Joe Sullivan-Growing Up Schlockstar. Futureman Records' Michigan machine continues to roll along with Joe Sullivan's followup to 2014's Schlock Star, an outstanding debut which finished #13 on my year-end list. The sequel is more of a "prequel" as Sullivan mines his childhood memories for many of these classic-sounding power pop tunes, including the "Penny Lane"-esque "Greenfield Acres", the midtempo "Gifted and Talented" (complete with Brian May-esque guitars and help from the gifted and talented Brandon Schott) and his mash note to a "Cheerleader". And after closing Schlock Star with a Star Wars-inspired tune Sullivan ends this one with "Space Princess", a clever pop tune which could be about Leia & Han, but isn't necessarily.

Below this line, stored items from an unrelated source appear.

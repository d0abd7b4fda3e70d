use actix_web::{web, HttpResponse};
use chrono::Utc;
use serde_json::json;
use sqlx::PgPool;

use crate::context::prompt::RECOMMENDATIONS_QUESTION;
use crate::context::wearable_metrics::{
    daily_series, load_wearable_summary, parse_recorded_at, render_wearable_summary, window_start,
};
use crate::db::helpers::database_error;
use crate::db::wearables::{
    activate_demo_connection, activate_oauth_connection, disconnect, fetch_connection,
    fetch_connections, fetch_metric_samples_between, fetch_sample_stats, insert_sample,
    insert_samples, upsert_pending_connection,
};
use crate::handlers::{bad_request, user_id_from_claims};
use crate::middleware::auth::Claims;
use crate::models::common::{validate_window, WindowQuery, DEFAULT_WINDOW_DAYS};
use crate::models::wearable::{
    ConnectRequest, ConnectResponse, ConnectionStatus, ConnectionView, DemoDataRequest,
    DisconnectRequest, FitbitCallbackRequest, IngestMetricRequest, IngestMetricResponse,
    MetricKind, NewWearableSample, RecommendationsResponse, SyncResponse, TimeseriesQuery,
    TimeseriesResponse, WearableProvider, WearableStatusResponse, WearableSummaryResponse,
};
use crate::services::chat_service::{generate_reply, load_chat_context};
use crate::services::demo_data::{generate_demo_samples, DEFAULT_DEMO_DAYS, MAX_DEMO_DAYS};
use crate::services::fitbit_service::{generate_pkce_verifier, FitbitError};
use crate::services::{FitbitService, GeminiService};

fn fitbit_error_response(e: FitbitError) -> HttpResponse {
    match e {
        FitbitError::NotConfigured => HttpResponse::ServiceUnavailable().json(json!({
            "error": "Fitbit integration is not configured"
        })),
        FitbitError::NotConnected | FitbitError::MissingToken => {
            bad_request("No active Fitbit connection")
        }
        FitbitError::State(state_err) => bad_request(format!("Invalid OAuth state: {}", state_err)),
        FitbitError::Database(db_err) => database_error(db_err),
        other => {
            tracing::error!("Fitbit request failed: {}", other);
            HttpResponse::BadGateway().json(json!({
                "error": "Fitbit request failed"
            }))
        }
    }
}

#[tracing::instrument(
    name = "Wearable status",
    skip(pool, claims),
    fields(username = %claims.username)
)]
pub async fn wearable_status(
    pool: web::Data<PgPool>,
    claims: web::ReqData<Claims>,
) -> HttpResponse {
    let user_id = match user_id_from_claims(&claims) {
        Ok(id) => id,
        Err(response) => return response,
    };

    let connections = match fetch_connections(&pool, user_id).await {
        Ok(c) => c,
        Err(e) => return database_error(e),
    };
    let (sample_count, last_sample_at) = match fetch_sample_stats(&pool, user_id).await {
        Ok(stats) => stats,
        Err(e) => return database_error(e),
    };

    let active = connections.iter().find(|c| c.is_active());
    HttpResponse::Ok().json(WearableStatusResponse {
        connected: active.is_some(),
        provider: active.map(|c| c.provider.clone()),
        connections: connections.iter().map(ConnectionView::from).collect(),
        sample_count,
        last_sample_at,
    })
}

#[tracing::instrument(
    name = "Connect wearable",
    skip(pool, fitbit, claims, body),
    fields(username = %claims.username, provider = %body.provider)
)]
pub async fn connect_wearable(
    pool: web::Data<PgPool>,
    fitbit: web::Data<FitbitService>,
    claims: web::ReqData<Claims>,
    body: web::Json<ConnectRequest>,
) -> HttpResponse {
    let user_id = match user_id_from_claims(&claims) {
        Ok(id) => id,
        Err(response) => return response,
    };

    let provider: WearableProvider = match body.provider.parse() {
        Ok(p) => p,
        Err(message) => return bad_request(message),
    };

    match provider {
        WearableProvider::Demo => match activate_demo_connection(&pool, user_id).await {
            Ok(()) => HttpResponse::Ok().json(ConnectResponse {
                provider: provider.as_str().to_string(),
                status: ConnectionStatus::Active.as_str().to_string(),
                authorization_url: None,
            }),
            Err(e) => database_error(e),
        },
        WearableProvider::Fitbit => {
            if !fitbit.is_configured() {
                return fitbit_error_response(FitbitError::NotConfigured);
            }

            let verifier = generate_pkce_verifier();
            let authorization_url = match fitbit.authorization_url(user_id, &verifier) {
                Ok(url) => url,
                Err(e) => return fitbit_error_response(e),
            };
            if let Err(e) = upsert_pending_connection(&pool, user_id, provider, &verifier).await {
                return database_error(e);
            }

            HttpResponse::Ok().json(ConnectResponse {
                provider: provider.as_str().to_string(),
                status: ConnectionStatus::Pending.as_str().to_string(),
                authorization_url: Some(authorization_url),
            })
        }
    }
}

#[tracing::instrument(
    name = "Fitbit OAuth callback",
    skip(pool, fitbit, claims, body),
    fields(username = %claims.username)
)]
pub async fn fitbit_callback(
    pool: web::Data<PgPool>,
    fitbit: web::Data<FitbitService>,
    claims: web::ReqData<Claims>,
    body: web::Json<FitbitCallbackRequest>,
) -> HttpResponse {
    let user_id = match user_id_from_claims(&claims) {
        Ok(id) => id,
        Err(response) => return response,
    };

    if let Err(e) = fitbit.verify_state(&body.state, user_id) {
        tracing::warn!("Rejected Fitbit callback: {}", e);
        return fitbit_error_response(e);
    }

    let verifier = match fetch_connection(&pool, user_id, WearableProvider::Fitbit).await {
        Ok(Some(connection)) => match connection.pkce_verifier {
            Some(v) => v,
            None => return bad_request("No pending Fitbit authorization"),
        },
        Ok(None) => return bad_request("No pending Fitbit authorization"),
        Err(e) => return database_error(e),
    };

    let now = Utc::now();
    let tokens = match fitbit.exchange_code(&body.code, &verifier).await {
        Ok(tokens) => tokens,
        Err(e) => return fitbit_error_response(e),
    };

    if let Err(e) = activate_oauth_connection(
        &pool,
        user_id,
        WearableProvider::Fitbit,
        &tokens.access_token,
        &tokens.refresh_token,
        tokens.expires_at(now),
        tokens.user_id.as_deref(),
    )
    .await
    {
        return database_error(e);
    }

    // The connection is usable even if the first sync fails; the hourly job retries
    let samples_written = match fetch_connection(&pool, user_id, WearableProvider::Fitbit).await {
        Ok(Some(connection)) => match fitbit.sync_connection(&pool, &connection, now).await {
            Ok(count) => Some(count),
            Err(e) => {
                tracing::warn!("Initial Fitbit sync failed: {}", e);
                None
            }
        },
        Ok(None) => None,
        Err(e) => return database_error(e),
    };

    HttpResponse::Ok().json(json!({
        "message": "Fitbit connected successfully",
        "provider": WearableProvider::Fitbit.as_str(),
        "samples_written": samples_written
    }))
}

#[tracing::instrument(
    name = "Disconnect wearable",
    skip(pool, claims, body),
    fields(username = %claims.username)
)]
pub async fn disconnect_wearable(
    pool: web::Data<PgPool>,
    claims: web::ReqData<Claims>,
    body: Option<web::Json<DisconnectRequest>>,
) -> HttpResponse {
    let user_id = match user_id_from_claims(&claims) {
        Ok(id) => id,
        Err(response) => return response,
    };

    let provider = match body.and_then(|b| b.into_inner().provider) {
        Some(raw) => match raw.parse::<WearableProvider>() {
            Ok(p) => Some(p),
            Err(message) => return bad_request(message),
        },
        None => None,
    };

    match disconnect(&pool, user_id, provider).await {
        Ok(count) => HttpResponse::Ok().json(json!({
            "message": "Wearable disconnected",
            "disconnected": count
        })),
        Err(e) => database_error(e),
    }
}

#[tracing::instrument(
    name = "Generate demo wearable data",
    skip(pool, claims, body),
    fields(username = %claims.username)
)]
pub async fn generate_demo_data(
    pool: web::Data<PgPool>,
    claims: web::ReqData<Claims>,
    body: Option<web::Json<DemoDataRequest>>,
) -> HttpResponse {
    let user_id = match user_id_from_claims(&claims) {
        Ok(id) => id,
        Err(response) => return response,
    };

    let days = body.and_then(|b| b.days).unwrap_or(DEFAULT_DEMO_DAYS);
    if !(1..=MAX_DEMO_DAYS).contains(&days) {
        return bad_request(format!("days must be between 1 and {}", MAX_DEMO_DAYS));
    }

    let samples = generate_demo_samples(days, Utc::now(), &mut rand::thread_rng());

    if let Err(e) = activate_demo_connection(&pool, user_id).await {
        return database_error(e);
    }

    match insert_samples(&pool, user_id, &samples).await {
        Ok(count) => {
            tracing::info!("Generated {} demo samples over {} days", count, days);
            HttpResponse::Created().json(json!({
                "message": "Demo data generated",
                "days": days,
                "samples_created": count
            }))
        }
        Err(e) => database_error(e),
    }
}

#[tracing::instrument(
    name = "Ingest wearable metric",
    skip(pool, claims, body),
    fields(username = %claims.username, metric = %body.metric_type)
)]
pub async fn ingest_metric(
    pool: web::Data<PgPool>,
    claims: web::ReqData<Claims>,
    body: web::Json<IngestMetricRequest>,
) -> HttpResponse {
    let user_id = match user_id_from_claims(&claims) {
        Ok(id) => id,
        Err(response) => return response,
    };

    let request = body.into_inner();
    let metric = request.metric_type.trim().to_lowercase();
    if metric.is_empty() {
        return bad_request("metric_type is required");
    }
    if !request.value.is_finite() {
        return bad_request("value must be a finite number");
    }

    let now = Utc::now();
    let (recorded_at, timestamp_fallback) = parse_recorded_at(request.recorded_at.as_deref(), now);

    let mut metadata = request.metadata;
    if timestamp_fallback {
        let mut object = match metadata.take() {
            Some(serde_json::Value::Object(map)) => map,
            Some(other) => {
                let mut map = serde_json::Map::new();
                map.insert("original_metadata".to_string(), other);
                map
            }
            None => serde_json::Map::new(),
        };
        object.insert("timestamp_fallback".to_string(), json!(true));
        object.insert(
            "original_recorded_at".to_string(),
            json!(request.recorded_at.clone().unwrap_or_default()),
        );
        metadata = Some(serde_json::Value::Object(object));
    }

    if let MetricKind::Other(name) = MetricKind::from_name(&metric) {
        tracing::warn!("Storing sample for unrecognized metric '{}'", name);
    }

    let sample = NewWearableSample {
        metric,
        value: request.value,
        unit: request.unit.map(|u| u.trim().to_string()).unwrap_or_default(),
        source: request
            .source
            .map(|s| s.trim().to_string())
            .filter(|s| !s.is_empty())
            .unwrap_or_else(|| "manual".to_string()),
        metadata,
        recorded_at,
    };

    match insert_sample(&pool, user_id, &sample).await {
        Ok(sample_id) => HttpResponse::Created().json(IngestMetricResponse {
            sample_id,
            recorded_at,
            timestamp_fallback,
        }),
        Err(e) => database_error(e),
    }
}

#[tracing::instrument(
    name = "Sync wearable data",
    skip(pool, fitbit, claims),
    fields(username = %claims.username)
)]
pub async fn sync_wearable(
    pool: web::Data<PgPool>,
    fitbit: web::Data<FitbitService>,
    claims: web::ReqData<Claims>,
) -> HttpResponse {
    let user_id = match user_id_from_claims(&claims) {
        Ok(id) => id,
        Err(response) => return response,
    };

    let connection = match fetch_connection(&pool, user_id, WearableProvider::Fitbit).await {
        Ok(Some(connection)) if connection.is_active() => connection,
        Ok(_) => return fitbit_error_response(FitbitError::NotConnected),
        Err(e) => return database_error(e),
    };

    let now = Utc::now();
    match fitbit.sync_connection(&pool, &connection, now).await {
        Ok(samples_written) => HttpResponse::Ok().json(SyncResponse {
            provider: WearableProvider::Fitbit.as_str().to_string(),
            samples_written,
            synced_at: now,
        }),
        Err(e) => fitbit_error_response(e),
    }
}

#[tracing::instrument(
    name = "Wearable summary",
    skip(pool, claims, query),
    fields(username = %claims.username)
)]
pub async fn wearable_summary(
    pool: web::Data<PgPool>,
    claims: web::ReqData<Claims>,
    query: web::Query<WindowQuery>,
) -> HttpResponse {
    let user_id = match user_id_from_claims(&claims) {
        Ok(id) => id,
        Err(response) => return response,
    };
    let days = match query.validate(DEFAULT_WINDOW_DAYS) {
        Ok(days) => days,
        Err(message) => return bad_request(message),
    };

    match load_wearable_summary(&pool, user_id, days, Utc::now()).await {
        Ok((summary, _)) => {
            let text = render_wearable_summary(&summary);
            HttpResponse::Ok().json(WearableSummaryResponse { summary, text })
        }
        Err(e) => database_error(e),
    }
}

#[tracing::instrument(
    name = "Wearable timeseries",
    skip(pool, claims, query),
    fields(username = %claims.username)
)]
pub async fn wearable_timeseries(
    pool: web::Data<PgPool>,
    claims: web::ReqData<Claims>,
    query: web::Query<TimeseriesQuery>,
) -> HttpResponse {
    let user_id = match user_id_from_claims(&claims) {
        Ok(id) => id,
        Err(response) => return response,
    };
    let days = match validate_window(query.days, DEFAULT_WINDOW_DAYS) {
        Ok(days) => days,
        Err(message) => return bad_request(message),
    };

    let metric_name = query.metric.as_deref().unwrap_or("steps");
    let kind = MetricKind::from_name(metric_name);

    let now = Utc::now();
    let samples = match fetch_metric_samples_between(
        &pool,
        user_id,
        &kind.query_names(),
        window_start(now, days),
        now,
    )
    .await
    {
        Ok(samples) => samples,
        Err(e) => return database_error(e),
    };

    HttpResponse::Ok().json(TimeseriesResponse {
        metric: kind.as_str().to_string(),
        days,
        series: daily_series(&samples, &kind),
    })
}

#[tracing::instrument(
    name = "Wearable recommendations",
    skip(pool, gemini, claims, query),
    fields(username = %claims.username)
)]
pub async fn wearable_recommendations(
    pool: web::Data<PgPool>,
    gemini: web::Data<GeminiService>,
    claims: web::ReqData<Claims>,
    query: web::Query<WindowQuery>,
) -> HttpResponse {
    let user_id = match user_id_from_claims(&claims) {
        Ok(id) => id,
        Err(response) => return response,
    };
    let days = match query.validate(DEFAULT_WINDOW_DAYS) {
        Ok(days) => days,
        Err(message) => return bad_request(message),
    };

    let context = match load_chat_context(&pool, user_id, days, Utc::now()).await {
        Ok(context) => context,
        Err(e) => return database_error(e),
    };
    let outcome = generate_reply(&gemini, &context, RECOMMENDATIONS_QUESTION).await;

    HttpResponse::Ok().json(RecommendationsResponse {
        fallback: outcome.fallback_flag(),
        recommendations: outcome.into_text(),
        summary: context.summary,
    })
}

Fellow Futuremen Andy Reed and Donnie Brown contribute to the proceedings as well, and I could see this one somewhere around #13 at the end of this year too.

Bandcamp



Lolas-A Dozen or Seven Tapestries. The last few years have seen several artists which I thought I'd never hear from again re-emerge with new music, and the latest entry in that category are the Lolas, who haven't released a proper album of new music since 2006's Doctor Apache. Tim Boykin & Co. sound like they haven't been away for 13 years as the title track embodies the high-energy power pop they'd been known for, usually clocking in at well under 3 minutes per tune (as all but one track here does). "Bon Voyage" are "Indigo" are another couple of quick and catchy nuggets, and "Lightning Mountain (NSFW)" is only not safe for work if your co-workers can't take power pop awesomeness. Welcome back, boys.